##### Recorded information #####

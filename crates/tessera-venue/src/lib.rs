//! Tessera Venue
//!
//! Pure, synchronous generators for venue master data: the fixed seat
//! layout, and screen records parsed from a hand-maintained CSV. The bin
//! wrappers serialize the output to JSON files.

pub mod screens;
pub mod seats;

pub use screens::{screens_from_csv, Screen};
pub use seats::{create_seats, Seat};

use thiserror::Error;

#[derive(Error, Debug)]
pub enum VenueError {
    #[error("Malformed row {line}: expected at least {expected} columns, got {actual}")]
    MalformedRow { line: usize, expected: usize, actual: usize },

    #[error("Invalid seat count {value:?} on row {line}")]
    InvalidSeatCount { line: usize, value: String },
}

pub type Result<T> = std::result::Result<T, VenueError>;
//! Tessera Screens CSV to JSON
//!
//! Reads the hand-maintained screen master `screens.csv` from the working
//! directory and writes the parsed screen records to `screens.json`.

use std::path::Path;

use anyhow::{Context, Result};
use tracing::info;
use tracing_subscriber::EnvFilter;

use tessera_venue::screens_from_csv;

const INPUT_PATH: &str = "screens.csv";
const OUTPUT_PATH: &str = "screens.json";

fn convert(input: &Path, output: &Path) -> Result<usize> {
    let csv = std::fs::read_to_string(input)
        .with_context(|| format!("reading {}", input.display()))?;
    let screens = screens_from_csv(&csv)?;
    let json = serde_json::to_string_pretty(&screens)?;
    std::fs::write(output, json)
        .with_context(|| format!("writing {}", output.display()))?;
    Ok(screens.len())
}

fn main() -> Result<()> {
    tracing_subscriber::fmt()
        .with_env_filter(
            EnvFilter::from_default_env().add_directive(tracing::Level::INFO.into()),
        )
        .init();

    let count = convert(Path::new(INPUT_PATH), Path::new(OUTPUT_PATH))?;
    info!(count, path = OUTPUT_PATH, "screen master written");
    Ok(())
}

#[cfg(test)]
mod tests {
    use super::*;

    #[test]
    fn test_convert_round_trips_file() {
        let dir = tempfile::tempdir().unwrap();
        let input = dir.path().join("screens.csv");
        let output = dir.path().join("screens.json");
        std::fs::write(&input, "118,001,0,ScreenJA,ScreenEN,0,0,10\n").unwrap();

        let count = convert(&input, &output).unwrap();
        assert_eq!(count, 1);

        let json: serde_json::Value =
            serde_json::from_str(&std::fs::read_to_string(&output).unwrap()).unwrap();
        assert_eq!(json[0]["name"]["ja"], "ScreenJA");
        assert_eq!(json[0]["name"]["en"], "ScreenEN");
        assert_eq!(json[0]["seats"].as_array().unwrap().len(), 10);
        assert_eq!(json[0]["seats"][0]["branchCode"], "0001");
        assert_eq!(json[0]["seats"][9]["branchCode"], "0010");
    }

    #[test]
    fn test_missing_input_fails() {
        let dir = tempfile::tempdir().unwrap();
        let result = convert(&dir.path().join("absent.csv"), &dir.path().join("out.json"));
        assert!(result.is_err());
    }
}
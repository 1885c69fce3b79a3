//! Tessera Ownership Report
//!
//! Streams reservation ownership records for one project into a CSV file,
//! one line per record as the store cursor yields them. A mid-stream error
//! is fatal but already-written lines are flushed to the file first.
//!
//! ## Environment Variables
//!
//! | Variable | Description |
//! |----------|-------------|
//! | `MONGODB_URI` | Database connection string (required) |
//! | `RUST_LOG` | Log level |

use anyhow::Result;
use futures::StreamExt;
use tokio::io::{AsyncWriteExt, BufWriter};
use tracing::{error, info};
use tracing_subscriber::EnvFilter;

use tessera_report::{ownership_report, ReportFormat};
use tessera_store::repository::OwnershipInfoRepository;
use tessera_store::{connect, Filter, GoodType};

const DB_NAME: &str = "tessera";
const PROJECT_ID: &str = "tessera";
const OUTPUT_PATH: &str = "ownership-report.csv";
const FORMAT: ReportFormat = ReportFormat::Csv;

fn env_required(key: &str) -> Result<String> {
    std::env::var(key).map_err(|_| anyhow::anyhow!("{} environment variable is required", key))
}

#[tokio::main]
async fn main() -> Result<()> {
    tracing_subscriber::fmt()
        .with_env_filter(
            EnvFilter::from_default_env().add_directive(tracing::Level::INFO.into()),
        )
        .init();

    let uri = env_required("MONGODB_URI")?;
    let client = connect(&uri).await?;
    let db = client.database(DB_NAME);

    let repository = OwnershipInfoRepository::new(&db);

    let conditions = Filter::and([
        Filter::equals("project.id", PROJECT_ID),
        Filter::equals("typeOfGood.typeOf", GoodType::Reservation.as_str()),
    ]);

    let stream = ownership_report(&repository, &conditions, FORMAT).await?;
    tokio::pin!(stream);

    let file = tokio::fs::File::create(OUTPUT_PATH).await?;
    let mut writer = BufWriter::new(file);
    let mut lines = 0u64;

    while let Some(item) = stream.next().await {
        match item {
            Ok(line) => {
                writer.write_all(line.as_bytes()).await?;
                writer.write_all(b"\n").await?;
                lines += 1;
            }
            Err(e) => {
                // keep what was already produced before surfacing the error
                writer.flush().await?;
                error!(lines, path = OUTPUT_PATH, "report aborted mid-stream");
                return Err(e.into());
            }
        }
    }

    writer.flush().await?;
    info!(lines, path = OUTPUT_PATH, format = FORMAT.media_type(), "report complete");

    Ok(())
}
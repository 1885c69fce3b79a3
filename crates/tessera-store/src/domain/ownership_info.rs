//! Ownership Info Entity
//!
//! Records who owns which good over which time window. Memberships and
//! reservations both land here; the good type tag tells them apart.

use bson::oid::ObjectId;
use bson::serde_helpers::chrono_datetime_as_bson_datetime;
use chrono::{DateTime, Utc};
use serde::{Deserialize, Serialize};

/// Kinds of goods an ownership record can govern.
#[derive(Debug, Clone, Copy, PartialEq, Eq, Serialize, Deserialize)]
pub enum GoodType {
    ProgramMembership,
    Reservation,
    Seat,
    Screen,
}

impl GoodType {
    pub fn as_str(&self) -> &'static str {
        match self {
            GoodType::ProgramMembership => "ProgramMembership",
            GoodType::Reservation => "Reservation",
            GoodType::Seat => "Seat",
            GoodType::Screen => "Screen",
        }
    }
}

/// The owning party.
#[derive(Debug, Clone, PartialEq, Eq, Serialize, Deserialize)]
#[serde(rename_all = "camelCase")]
pub struct Owner {
    pub id: String,
    pub name: String,
}

/// The governed good.
#[derive(Debug, Clone, PartialEq, Eq, Serialize, Deserialize)]
#[serde(rename_all = "camelCase")]
pub struct TypeOfGood {
    pub type_of: GoodType,
    pub identifier: String,
}

/// Scoping project reference.
#[derive(Debug, Clone, PartialEq, Eq, Serialize, Deserialize)]
#[serde(rename_all = "camelCase")]
pub struct ProjectRef {
    pub id: String,
}

#[derive(Debug, Clone, Serialize, Deserialize)]
#[serde(rename_all = "camelCase")]
pub struct OwnershipInfo {
    #[serde(rename = "_id", skip_serializing_if = "Option::is_none")]
    pub id: Option<ObjectId>,

    /// Business identifier of the ownership itself
    pub identifier: String,

    pub project: ProjectRef,

    pub owned_by: Owner,

    pub type_of_good: TypeOfGood,

    /// Start of the ownership window
    #[serde(with = "chrono_datetime_as_bson_datetime")]
    pub owned_from: DateTime<Utc>,

    /// End of the ownership window
    #[serde(with = "chrono_datetime_as_bson_datetime")]
    pub owned_through: DateTime<Utc>,

    #[serde(with = "chrono_datetime_as_bson_datetime")]
    pub created_at: DateTime<Utc>,

    #[serde(with = "chrono_datetime_as_bson_datetime")]
    pub updated_at: DateTime<Utc>,
}

impl OwnershipInfo {
    pub fn new(
        identifier: impl Into<String>,
        project_id: impl Into<String>,
        owned_by: Owner,
        type_of_good: TypeOfGood,
        owned_from: DateTime<Utc>,
        owned_through: DateTime<Utc>,
    ) -> Self {
        let now = Utc::now();
        Self {
            id: None,
            identifier: identifier.into(),
            project: ProjectRef { id: project_id.into() },
            owned_by,
            type_of_good,
            owned_from,
            owned_through,
            created_at: now,
            updated_at: now,
        }
    }
}

#[cfg(test)]
mod tests {
    use super::*;

    #[test]
    fn test_good_type_wire_format() {
        let json = serde_json::to_string(&GoodType::ProgramMembership).unwrap();
        assert_eq!(json, "\"ProgramMembership\"");
        assert_eq!(GoodType::Screen.as_str(), "Screen");
    }

    #[test]
    fn test_nested_field_paths() {
        let record = OwnershipInfo::new(
            "own-1",
            "main",
            Owner { id: "u1".to_string(), name: "Owner One".to_string() },
            TypeOfGood {
                type_of: GoodType::ProgramMembership,
                identifier: "mem-1".to_string(),
            },
            Utc::now(),
            Utc::now(),
        );
        let doc = bson::to_document(&record).unwrap();
        let good = doc.get_document("typeOfGood").unwrap();
        assert_eq!(good.get_str("typeOf").unwrap(), "ProgramMembership");
        let project = doc.get_document("project").unwrap();
        assert_eq!(project.get_str("id").unwrap(), "main");
    }
}
//! Screen CSV conversion.
//!
//! The screen master is maintained by hand as a CSV. Relevant columns:
//! 1 is the screen branch code, 3 and 4 the Japanese and English names,
//! 7 the seat count. Remaining columns are legacy and ignored.

use serde::Serialize;
use tessera_store::{GoodType, MultilingualString};

use crate::seats::Seat;
use crate::{Result, VenueError};

const MIN_COLUMNS: usize = 8;

#[derive(Debug, Clone, Serialize)]
#[serde(rename_all = "camelCase")]
pub struct Screen {
    pub branch_code: String,

    pub name: MultilingualString,

    pub type_of: GoodType,

    /// Seats numbered `0001`..`NNNN` in order
    pub seats: Vec<Seat>,
}

/// Parse the screen CSV into screen records. Empty lines are skipped; a row
/// with too few columns or a non-numeric seat count fails the whole
/// conversion.
pub fn screens_from_csv(input: &str) -> Result<Vec<Screen>> {
    let mut screens = Vec::new();
    for (line_no, line) in input.lines().enumerate() {
        if line.trim().is_empty() {
            continue;
        }
        let columns: Vec<&str> = line.split(',').map(str::trim).collect();
        if columns.len() < MIN_COLUMNS {
            return Err(VenueError::MalformedRow {
                line: line_no + 1,
                expected: MIN_COLUMNS,
                actual: columns.len(),
            });
        }

        let seat_count: usize =
            columns[7].parse().map_err(|_| VenueError::InvalidSeatCount {
                line: line_no + 1,
                value: columns[7].to_string(),
            })?;

        let seats = (1..=seat_count)
            .map(|n| Seat::new(format!("{:04}", n)))
            .collect();

        screens.push(Screen {
            branch_code: columns[1].to_string(),
            name: MultilingualString::new(columns[3], columns[4]),
            type_of: GoodType::Screen,
            seats,
        });
    }
    Ok(screens)
}

#[cfg(test)]
mod tests {
    use super::*;

    #[test]
    fn test_row_produces_numbered_seats() {
        let csv = "118,001,0,ScreenJA,ScreenEN,0,0,10\n";
        let screens = screens_from_csv(csv).unwrap();
        assert_eq!(screens.len(), 1);

        let screen = &screens[0];
        assert_eq!(screen.name, MultilingualString::new("ScreenJA", "ScreenEN"));
        assert_eq!(screen.seats.len(), 10);
        assert_eq!(screen.seats.first().unwrap().branch_code, "0001");
        assert_eq!(screen.seats.last().unwrap().branch_code, "0010");
    }

    #[test]
    fn test_empty_lines_skipped() {
        let csv = "\n118,001,0,A,B,0,0,2\n\n118,002,0,C,D,0,0,3\n";
        let screens = screens_from_csv(csv).unwrap();
        assert_eq!(screens.len(), 2);
        assert_eq!(screens[1].branch_code, "002");
        assert_eq!(screens[1].seats.len(), 3);
    }

    #[test]
    fn test_short_row_rejected() {
        let err = screens_from_csv("118,001,0,A,B\n").unwrap_err();
        assert!(matches!(err, VenueError::MalformedRow { line: 1, actual: 5, .. }));
    }

    #[test]
    fn test_bad_seat_count_rejected() {
        let err = screens_from_csv("118,001,0,A,B,0,0,ten\n").unwrap_err();
        assert!(matches!(err, VenueError::InvalidSeatCount { line: 1, .. }));
    }
}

#####

Return only the stretch of the material above from the line holding "let mut screens = Vec::new();" through the line holding "if columns.len() <", copied exactly.

**Expected answer**
    let mut screens = Vec::new();
    for (line_no, line) in input.lines().enumerate() {
        if line.trim().is_empty() {
            continue;
        }
        let columns: Vec<&str> = line.split(',').map(str::trim).collect();
        if columns.len() < MIN_COLUMNS {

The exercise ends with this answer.